• _TASK DESCRIPTION_: Set down every entry exactly as it was written.

• _TASK MATERIAL_:

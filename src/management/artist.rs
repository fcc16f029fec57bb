use std::path::PathBuf;

use crate::{config, pipeline::ArtistUniverse, types::Track};

/// The finished artist universe, cached between `collect` and `playlist`.
pub struct ArtistUniverseManager {
    universe: ArtistUniverse,
}

impl ArtistUniverseManager {
    pub fn new(universe: ArtistUniverse) -> Self {
        Self { universe }
    }

    pub async fn load() -> Result<Self, String> {
        Self::load_from(&Self::cache_path()).await
    }

    pub async fn load_from(path: &PathBuf) -> Result<Self, String> {
        let content = async_fs::read_to_string(path)
            .await
            .map_err(|e| e.to_string())?;
        let universe: ArtistUniverse =
            serde_json::from_str(&content).map_err(|e| e.to_string())?;
        Ok(Self { universe })
    }

    pub async fn persist(&self) -> Result<(), String> {
        self.persist_to(&Self::cache_path()).await
    }

    pub async fn persist_to(&self, path: &PathBuf) -> Result<(), String> {
        if let Some(parent) = path.parent() {
            async_fs::create_dir_all(parent)
                .await
                .map_err(|e| e.to_string())?;
        }

        let json = serde_json::to_string_pretty(&self.universe).map_err(|e| e.to_string())?;
        async_fs::write(path, json)
            .await
            .map_err(|e| e.to_string())
    }

    pub fn universe(&self) -> &ArtistUniverse {
        &self.universe
    }

    pub fn count_artists(&self) -> usize {
        self.universe.len()
    }

    fn cache_path() -> PathBuf {
        let mut path = config::data_dir();
        path.push("cache/artists.json");
        path
    }
}

/// The last sampled track list.
pub struct TrackListManager {
    tracks: Vec<Track>,
}

impl TrackListManager {
    pub fn new(tracks: Vec<Track>) -> Self {
        Self { tracks }
    }

    pub async fn load() -> Result<Self, String> {
        let content = async_fs::read_to_string(Self::cache_path())
            .await
            .map_err(|e| e.to_string())?;
        let tracks: Vec<Track> = serde_json::from_str(&content).map_err(|e| e.to_string())?;
        Ok(Self { tracks })
    }

    pub async fn persist(&self) -> Result<(), String> {
        let path = Self::cache_path();
        if let Some(parent) = path.parent() {
            async_fs::create_dir_all(parent)
                .await
                .map_err(|e| e.to_string())?;
        }

        let json = serde_json::to_string_pretty(&self.tracks).map_err(|e| e.to_string())?;
        async_fs::write(path, json)
            .await
            .map_err(|e| e.to_string())
    }

    pub fn tracks(&self) -> &[Track] {
        &self.tracks
    }

    fn cache_path() -> PathBuf {
        let mut path = config::data_dir();
        path.push("cache/track_list.json");
        path
    }
}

• _COMPLETED EXERCISE_:
filename src/management/artist.rs
repository fcc16f029fec57bb
use std::path::PathBuf;

use crate::{config, pipeline::ArtistUniverse, types::Track};

/// The finished artist universe, cached between `collect` and `playlist`.
pub struct ArtistUniverseManager {
    universe: ArtistUniverse,
}

impl ArtistUniverseManager {
    pub fn new(universe: ArtistUniverse) -> Self {
        Self { universe }
    }

    pub async fn load() -> Result<Self, String> {
        Self::load_from(&Self::cache_path()).await
    }

    pub async fn load_from(path: &PathBuf) -> Result<Self, String> {
        let content = async_fs::read_to_string(path)
            .await
            .map_err(|e| e.to_string())?;
        let universe: ArtistUniverse =
            serde_json::from_str(&content).map_err(|e| e.to_string())?;
        Ok(Self { universe })
    }

    pub async fn persist(&self) -> Result<(), String> {
        self.persist_to(&Self::cache_path()).await
    }

    pub async fn persist_to(&self, path: &PathBuf) -> Result<(), String> {
        if let Some(parent) = path.parent() {
            async_fs::create_dir_all(parent)
                .await
                .map_err(|e| e.to_string())?;
        }

        let json = serde_json::to_string_pretty(&self.universe).map_err(|e| e.to_string())?;
        async_fs::write(path, json)
            .await
            .map_err(|e| e.to_string())
    }

    pub fn universe(&self) -> &ArtistUniverse {
        &self.universe
    }

    pub fn count_artists(&self) -> usize {
        self.universe.len()
    }

    fn cache_path() -> PathBuf {
        let mut path = config::data_dir();
        path.push("cache/artists.json");
        path
    }
}

/// The last sampled track list.
pub struct TrackListManager {
    tracks: Vec<Track>,
}

impl TrackListManager {
    pub fn new(tracks: Vec<Track>) -> Self {
        Self { tracks }
    }

    pub async fn load() -> Result<Self, String> {
        let content = async_fs::read_to_string(Self::cache_path())
            .await
            .map_err(|e| e.to_string())?;
        let tracks: Vec<Track> = serde_json::from_str(&content).map_err(|e| e.to_string())?;
        Ok(Self { tracks })
    }

    pub async fn persist(&self) -> Result<(), String> {
        let path = Self::cache_path();
        if let Some(parent) = path.parent() {
            async_fs::create_dir_all(parent)
                .await
                .map_err(|e| e.to_string())?;
        }

        let json = serde_json::to_string_pretty(&self.tracks).map_err(|e| e.to_string())?;
        async_fs::write(path, json)
            .await
            .map_err(|e| e.to_string())
    }

    pub fn tracks(&self) -> &[Track] {
        &self.tracks
    }

    fn cache_path() -> PathBuf {
        let mut path = config::data_dir();
        path.push("cache/track_list.json");
        path
    }
}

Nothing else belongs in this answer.